Each line that has the string "LabelVote" must be copied from the records below.

═══ Data ═══

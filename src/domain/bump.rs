use std::fmt;

/// Position of the version component to increment; lower is more significant.
pub type BumpIndex = usize;

/// Human-readable name for a bump index
#[derive(Debug, Clone, Copy, PartialEq, Eq, PartialOrd, Ord)]
pub enum BumpAlias {
    Major,
    Minor,
    Patch,
    Build,
}

impl BumpAlias {
    /// Every alias, ordered by index
    pub const ALL: [BumpAlias; 4] = [
        BumpAlias::Major,
        BumpAlias::Minor,
        BumpAlias::Patch,
        BumpAlias::Build,
    ];

    /// Look up an alias by its exact name
    pub fn from_name(name: &str) -> Option<Self> {
        Self::ALL.into_iter().find(|alias| alias.name() == name)
    }

    pub fn from_index(index: BumpIndex) -> Option<Self> {
        Self::ALL.get(index).copied()
    }

    pub fn name(&self) -> &'static str {
        match self {
            BumpAlias::Major => "major",
            BumpAlias::Minor => "minor",
            BumpAlias::Patch => "patch",
            BumpAlias::Build => "build",
        }
    }

    pub fn index(&self) -> BumpIndex {
        *self as BumpIndex
    }
}

impl fmt::Display for BumpAlias {
    fn fmt(&self, f: &mut fmt::Formatter<'_>) -> fmt::Result {
        f.write_str(self.name())
    }
}

/// Describe a bump index for display, using its alias when one exists
pub fn describe_index(index: BumpIndex) -> String {
    match BumpAlias::from_index(index) {
        Some(alias) => format!("{} ({})", alias, index),
        None => format!("component {}", index),
    }
}
//! Next-version computation under a [`PolicyConfig`].

use crate::analyzer::CommitDecision;
use crate::config::PolicyConfig;
use crate::domain::Version;
use crate::error::{AutotagError, Result};

/// Version used when the repository has no version tag yet.
pub fn initial_version(config: &PolicyConfig) -> Version {
    Version::zero(config.num_components)
}

/// Computes the version following `current`.
///
/// Returns `Ok(None)` when the decision does not call for a release. The bumped
/// component is incremented and every less significant component is reset to
/// zero, e.g. bumping index 1 of `v1.2.3` gives `v1.3.0`.
///
/// # Errors
/// * [`AutotagError::Policy`] - the bump is more significant than `maximum_bump`
/// * [`AutotagError::Range`] - `current` has no component at the bump index
/// * [`AutotagError::Overflow`] - the bumped component is already `u64::MAX`
/// * [`AutotagError::Length`] - `current` has more components than configured
pub fn next_version(
    config: &PolicyConfig,
    current: &Version,
    decision: &CommitDecision,
) -> Result<Option<Version>> {
    if !decision.release {
        return Ok(None);
    }

    let index = decision.bump.unwrap_or(config.default_bump);
    if index < config.maximum_bump {
        return Err(AutotagError::Policy {
            index,
            maximum: config.maximum_bump,
        });
    }

    let components = current.components();
    if components.len() <= index {
        return Err(AutotagError::Range {
            index,
            components: components.len(),
        });
    }

    let incremented = components[index]
        .checked_add(1)
        .ok_or_else(|| AutotagError::Overflow {
            version: current.to_string(),
            index,
        })?;

    let mut bumped = components[..index].to_vec();
    bumped.push(incremented);

    Version::new(bumped).extend_to(config.num_components).map(Some)
}

#[cfg(test)]
mod tests {
    use super::*;

    fn release(bump: usize) -> CommitDecision {
        CommitDecision {
            release: true,
            bump: Some(bump),
        }
    }

    fn v(components: &[u64]) -> Version {
        Version::new(components.to_vec())
    }

    #[test]
    fn test_initial_version() {
        assert_eq!(initial_version(&PolicyConfig::default()), v(&[0, 0, 0]));

        let config = PolicyConfig {
            num_components: 2,
            ..PolicyConfig::default()
        };
        assert_eq!(initial_version(&config).to_string(), "v0.0");
    }

    #[test]
    fn test_next_version_bumps() {
        let config = PolicyConfig::default();
        let current = v(&[1, 2, 3]);

        assert_eq!(next_version(&config, &current, &release(0)).unwrap(), Some(v(&[2, 0, 0])));
        assert_eq!(next_version(&config, &current, &release(1)).unwrap(), Some(v(&[1, 3, 0])));
        assert_eq!(next_version(&config, &current, &release(2)).unwrap(), Some(v(&[1, 2, 4])));
    }

    #[test]
    fn test_next_version_no_release() {
        let config = PolicyConfig::default();
        let decision = CommitDecision {
            release: false,
            bump: Some(0),
        };
        assert_eq!(next_version(&config, &v(&[1, 2, 3]), &decision).unwrap(), None);
        assert_eq!(
            next_version(&config, &v(&[1, 2, 3]), &CommitDecision::nothing()).unwrap(),
            None
        );
    }

    #[test]
    fn test_next_version_out_of_range() {
        let config = PolicyConfig::default();
        match next_version(&config, &v(&[1, 2, 3]), &release(3)) {
            Err(AutotagError::Range { index, components }) => {
                assert_eq!(index, 3);
                assert_eq!(components, 3);
            }
            other => panic!("expected range error, got {:?}", other),
        }
    }

    #[test]
    fn test_next_version_short_tag() {
        // "v1" tag with patch bump: there is no patch component to bump
        let config = PolicyConfig::default();
        assert!(matches!(
            next_version(&config, &v(&[1]), &release(2)),
            Err(AutotagError::Range { .. })
        ));
        assert_eq!(
            next_version(&config, &v(&[1]), &release(0)).unwrap(),
            Some(v(&[2, 0, 0]))
        );
    }

    #[test]
    fn test_next_version_above_maximum() {
        let config = PolicyConfig {
            maximum_bump: 1,
            ..PolicyConfig::default()
        };
        match next_version(&config, &v(&[1, 2, 3]), &release(0)) {
            Err(AutotagError::Policy { index, maximum }) => {
                assert_eq!(index, 0);
                assert_eq!(maximum, 1);
            }
            other => panic!("expected policy error, got {:?}", other),
        }
        assert_eq!(
            next_version(&config, &v(&[1, 2, 3]), &release(1)).unwrap(),
            Some(v(&[1, 3, 0]))
        );
    }

    #[test]
    fn test_next_version_policy_checked_before_range() {
        let config = PolicyConfig {
            maximum_bump: 2,
            ..PolicyConfig::default()
        };
        assert!(matches!(
            next_version(&config, &v(&[1]), &release(1)),
            Err(AutotagError::Policy { .. })
        ));
    }

    #[test]
    fn test_next_version_longer_tag_than_configured() {
        let config = PolicyConfig::default();
        let current = v(&[1, 2, 3, 4]);

        assert_eq!(next_version(&config, &current, &release(1)).unwrap(), Some(v(&[1, 3, 0])));
        assert!(matches!(
            next_version(&config, &current, &release(3)),
            Err(AutotagError::Length { .. })
        ));
    }

    #[test]
    fn test_next_version_missing_bump_uses_default() {
        let config = PolicyConfig::default();
        let decision = CommitDecision {
            release: true,
            bump: None,
        };
        assert_eq!(
            next_version(&config, &v(&[0, 4, 1]), &decision).unwrap(),
            Some(v(&[0, 5, 0]))
        );
    }

    #[test]
    fn test_next_version_four_components() {
        let config = PolicyConfig {
            num_components: 4,
            ..PolicyConfig::default()
        };
        assert_eq!(
            next_version(&config, &v(&[1, 2, 3, 4]), &release(3)).unwrap(),
            Some(v(&[1, 2, 3, 5]))
        );
        assert_eq!(
            next_version(&config, &v(&[1, 2]), &release(1)).unwrap(),
            Some(v(&[1, 3, 0, 0]))
        );
    }

    #[test]
    fn test_next_version_component_overflow() {
        let config = PolicyConfig::default();
        let current = v(&[1, u64::MAX, 0]);

        match next_version(&config, &current, &release(1)) {
            Err(AutotagError::Overflow { version, index }) => {
                assert_eq!(version, "v1.18446744073709551615.0");
                assert_eq!(index, 1);
            }
            other => panic!("expected overflow error, got {:?}", other),
        }

        // Only the bumped component matters
        assert_eq!(
            next_version(&config, &current, &release(0)).unwrap(),
            Some(v(&[2, 0, 0]))
        );
    }
}
use crate::domain::{BumpAlias, BumpIndex};

const RELEASE_LABEL: &str = "release";
const RELEASE_SUFFIX: &str = " release";

/// Vote cast by a single labelled commit subject (e.g. "minor release: add x")
#[derive(Debug, Clone, Copy, PartialEq, Eq)]
pub struct LabelVote {
    pub bump: Option<BumpIndex>,
    pub release: bool,
}

impl LabelVote {
    /// Parse a commit subject line.
    ///
    /// Only lines containing `:` carry a label; the label is everything before
    /// the first `:`. Supported labels:
    /// - `<alias>`: votes for a bump, no release request
    /// - `<alias> release`: votes for a bump and requests a release
    /// - `release`: requests a release without a bump vote
    ///
    /// Lines without a label return `None`; unknown labels cast an empty vote.
    pub fn parse(subject: &str) -> Option<Self> {
        let (label, _) = subject.split_once(':')?;
        Some(Self::from_label(label))
    }

    fn from_label(label: &str) -> Self {
        let stripped = label.strip_suffix(RELEASE_SUFFIX);
        let alias_name = stripped.unwrap_or(label);

        match BumpAlias::from_name(alias_name) {
            Some(alias) => LabelVote {
                bump: Some(alias.index()),
                release: stripped.is_some(),
            },
            None => LabelVote {
                bump: None,
                release: label == RELEASE_LABEL,
            },
        }
    }
}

═══

## Solution below
pub struct LabelVote {
impl LabelVote {
            Some(alias) => LabelVote {
            None => LabelVote {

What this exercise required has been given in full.